|Qin, Jianwei - Tony Qin
|Chao, Kuanglin - Kevin Chao
|DHAKAL, SAGAR - Us Forest Service (FS)
|LEE, HOONSOO - Us Forest Service (FS)
Submitted to: ASABE Annual International Meeting
Publication Type: Proceedings
Publication Acceptance Date: 6/20/2016
Publication Date: 7/18/2016
Citation: Qin, J., Kim, M.S., Chao, K., Dhakal, S., Lee, H. 2016. Detecting adulterants in milk powder using high-throughput Raman chemical imaging. ASABE Annual International Meeting, St. Joseph, MI. ASABE Paper No. 162460307.
Interpretive Summary: Milk is a vulnerable target for economically motivated adulteration. Adulterants added to the milk can cause illnesses or even deaths for the consumers. This study presents a high-throughput Raman chemical imaging method for authenticating milk powder. Chemical images were created to map two chemical adulterants (i.e., melamine and urea) mixed in the milk powder. Both melamine and urea were detected at a concentration of 50 parts per million (ppm), which is lower than the concentration levels (e.g., thousands of ppm) reported in some real-life milk adulteration incidents. The method developed in this study is effective and efficient for detecting the adulterants in the milk powder, which can be used to help regulatory agencies and food processors authenticate the milk powder as well as other types of powdered foods and ingredients.

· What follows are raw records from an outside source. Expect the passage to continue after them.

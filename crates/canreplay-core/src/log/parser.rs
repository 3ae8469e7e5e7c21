//! Capture row parser
//!
//! Decodes one vendor CSV row into a [`LogRecord`].
//!
//! Row layout:
//! `timestamp,channel,id_hex,flags_hex,dlc_hex,d0..d7,counter,abs_time`
//! with unpopulated trailing data fields left empty, not zero-padded.

use std::io::{BufRead, Lines};

use tracing::debug;

use super::{LogRecord, ParseError, HEADER_LINES, MAX_EXTENDED_ID, MAX_FRAME_BYTES};

/// Fields before the data bytes plus the two trailing bookkeeping
/// columns (counter, absolute time).
const FIXED_FIELDS: usize = 7;

/// Largest accepted capture timestamp magnitude, in seconds. Capture
/// clocks count from the start of the log; about 31 years is beyond
/// any real export while keeping every accepted gap representable as a
/// `Duration`.
const MAX_CAPTURE_SECS: f64 = 1e9;

/// Parse one capture row into a [`LogRecord`].
///
/// `line` is the 1-based source line number, used only for error
/// reporting. The payload width is taken from however many data fields
/// are populated; the declared DLC is read and a mismatch is logged but
/// the populated width wins, since vendor exports zero-suppress
/// trailing fields.
pub fn parse_line(line: usize, text: &str) -> Result<LogRecord, ParseError> {
    let fields: Vec<&str> = text.split(',').map(str::trim).collect();
    if fields.len() < FIXED_FIELDS {
        return Err(ParseError::Malformed {
            line,
            field: "row",
            value: text.to_string(),
        });
    }

    let capture_time: f64 = fields[0].parse().map_err(|_| ParseError::Malformed {
        line,
        field: "timestamp",
        value: fields[0].to_string(),
    })?;
    // `f64::from_str` accepts "inf", "nan", and magnitudes far beyond
    // any plausible capture clock; none of those can feed the pacing
    // arithmetic.
    if !capture_time.is_finite() || capture_time.abs() > MAX_CAPTURE_SECS {
        return Err(ParseError::Malformed {
            line,
            field: "timestamp",
            value: fields[0].to_string(),
        });
    }

    let channel = fields[1].to_string();

    let arbitration_id =
        u32::from_str_radix(fields[2], 16).map_err(|_| ParseError::Malformed {
            line,
            field: "arbitration id",
            value: fields[2].to_string(),
        })?;
    if arbitration_id > MAX_EXTENDED_ID {
        return Err(ParseError::Malformed {
            line,
            field: "arbitration id",
            value: fields[2].to_string(),
        });
    }

    let declared_dlc = u8::from_str_radix(fields[4], 16).map_err(|_| ParseError::Malformed {
        line,
        field: "dlc",
        value: fields[4].to_string(),
    })?;

    // Data fields sit between the fixed prefix and the trailing
    // counter/absolute-time columns. FD exports carry more than 8.
    let populated: Vec<&str> = fields[5..fields.len() - 2]
        .iter()
        .copied()
        .filter(|f| !f.is_empty())
        .collect();
    if populated.len() > MAX_FRAME_BYTES {
        return Err(ParseError::Oversized {
            line,
            count: populated.len(),
        });
    }

    let mut data = Vec::with_capacity(populated.len());
    for field in populated {
        let byte = u8::from_str_radix(field, 16).map_err(|_| ParseError::Malformed {
            line,
            field: "data byte",
            value: field.to_string(),
        })?;
        data.push(byte);
    }

    if declared_dlc as usize != data.len() {
        debug!(
            line,
            declared = declared_dlc,
            populated = data.len(),
            "declared DLC disagrees with populated data fields"
        );
    }

    Ok(LogRecord {
        capture_time,
        channel,
        arbitration_id,
        data,
    })
}

/// Streaming reader over a capture log.
///
/// Skips the vendor preamble ([`HEADER_LINES`]) and blank lines, then
/// yields `(line_number, parse result)` for every remaining row. Parse
/// failures are items, not iterator termination: the caller decides
/// whether to skip or abort. A line that fails to read at the I/O level
/// is surfaced the same way so the stream can continue past it.
pub struct LogReader<R> {
    lines: Lines<R>,
    line_no: usize,
}

impl<R: BufRead> LogReader<R> {
    /// Wrap a buffered reader positioned at the start of the file.
    pub fn new(reader: R) -> Self {
        Self {
            lines: reader.lines(),
            line_no: 0,
        }
    }
}

impl<R: BufRead> Iterator for LogReader<R> {
    type Item = (usize, Result<LogRecord, ParseError>);

    fn next(&mut self) -> Option<Self::Item> {
        loop {
            let line = self.lines.next()?;
            self.line_no += 1;
            if self.line_no <= HEADER_LINES {
                continue;
            }
            match line {
                Ok(text) => {
                    if text.trim().is_empty() {
                        continue;
                    }
                    return Some((self.line_no, parse_line(self.line_no, &text)));
                }
                Err(e) => {
                    return Some((
                        self.line_no,
                        Err(ParseError::Malformed {
                            line: self.line_no,
                            field: "line",
                            value: e.to_string(),
                        }),
                    ));
                }
            }
        }
    }
}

Technical Abstract: This study used a line-scan high-throughput Raman imaging system to authenticate milk powder. A 5 W 785 nm line laser (240 mm long and 1 mm wide) was used as a Raman excitation source. The system was used to acquire hyperspectral Raman images in a wavenumber range of 103–2881 cm-1 from the skim milk powder mixed with two nitrogen-rich adulterants (i.e., melamine and urea) at eight concentrations from 50 to 10,000 ppm. An acoustic mixer that utilizes high-intensity acoustic waves was used to prepare milk-adulterant mixtures. The mixed samples were put in sample holders with a surface area of 150 mm×100 mm and a depth of 2 mm for push-broom image acquisition. Varying fluorescence signals from the milk powder were removed using a correction method based on adaptive iteratively reweighted penalized least squares. Image classifications were conducted using a simple thresholding method applied to single-band fluorescence-corrected images at unique Raman peaks selected for melamine (673 cm-1) and urea (1009 cm-1). Chemical images were generated by combining individual binary images of melamine and urea to visualize identification, spatial distribution, and morphological features of the two adulterant particles in the milk powder. Limits of detection for both melamine and urea were estimated in the order of 50 ppm.